Eventually, he was executed for having murdered thirty young men. I never forgot him or the case.
If he isn't solely responsible for generating fear of clowns (among some of us), he's partially responsible. They scare us. We don't know what they're like under that clown makeup.
The novel I evenutally wrote was a bit of a departure for me. My longer fiction
tends to be Gothic vampires, lusty--sexy and well, vampires just being
vampires!
My shorter fiction is different. Two years
ago I wrote a short story which is included in my Carole
Gill's House of Horrors collection. It was about a circus.
I liked the premise so much that over
time, the characters began growing in my head. I mean they were being slowly
developed without me doing anything. When that happens, writers know they have
a novel.
When the characters were forming in my imagination I saw different sorts of men as these clowns. I didn't see serial killers like Gacy. I saw damaged human beings who kill and cannibalize what they kill. They are so messed up and warped, it is the only way they can 'get back at the world.'
Still, they are sensitive and surprisingly caring sometimes. There are three of them in this novel. Each was horrifically abused as children. Their faces are badly scarred. They cover those scars with clown makeup. And really, clown makeup is a mask. Who knows what's under the mask? Anything could be.

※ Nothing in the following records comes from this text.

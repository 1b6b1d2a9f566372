// SPDX-FileCopyrightText: 2025 Caspar Water Company
//
// SPDX-License-Identifier: Apache-2.0

//! diskfs - virtual disks for the vcomp shell
//!
//! Set VCOMP_LOG to control logging:
//! - VCOMP_LOG=off (default) - silent
//! - VCOMP_LOG=info - mounts and unmounts
//! - VCOMP_LOG=debug - every disk mutation and handle flush

/// Sentinel errors handed back to scripts
pub mod error;

/// File and directory metadata snapshots
pub mod metadata;

/// Virtual path normalization and splitting
pub mod path;

/// Recursive in-memory directory tree
pub mod tree;

/// Mutation records for replicated disks
pub mod change;

/// The `Disk` capability and its backends
pub mod disk;

/// Buffered, mode-constrained file handles
pub mod handle;

/// Per-participant routing table
pub mod registry;

/// Script-level file operations on the registry
mod ops;

pub use change::{Change, ChangeLog, ChangeSink, ReplicaLink, UpdateAction, Visibility};
pub use disk::{Disk, MemoryDisk, RealDisk, SharedRealDisk};
pub use error::{Error, Result};
pub use handle::{AccessMode, OpenFileHandle};
pub use metadata::FileMetadata;
pub use path::resolve_path;
pub use registry::{DiskRegistry, SYSTEM_DISK};
pub use tree::{MemoryDirectoryTree, MemoryFile};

My poor clowns are warped and insane and they know it. They are part of a travelling circus that has seen better days. Each character has secrets but no one has a more surprising secret than the owner's son. He no longer remembers what it is, age took its toll. His son knows and has killed because of it.

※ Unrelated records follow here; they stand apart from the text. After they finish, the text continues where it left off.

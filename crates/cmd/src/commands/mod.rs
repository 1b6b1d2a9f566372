pub mod files;
pub mod replicate;
pub mod shell;

pub use files::{cat_command, list_command, mkdir_command, remove_command, transfer_command};
pub use replicate::replicate_demo;
pub use shell::{run_lines, shell_command};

A man shows up one night--a stranger who wants to help them. He does. He wins them over. Things are going to change he promises, they surely do.
I don't think horror should be without purpose. All of the elements of horror should be there like gore. Gore can embellish a story but it should never be the story.
I also think that cruelty and abuse, especially meted out to children can produce damaged adults. And if evil is drawn to evil like a magnet and happens to become part of a circus--well, it's going to be a hell of a show, literally.
Succubus and demons are there, but they're present mainly to seduce and beguile.
No animals are present, by the way! This is a different sort of circus remember, the 'animals' were conjured. They're not real. Only the horror and damnation is.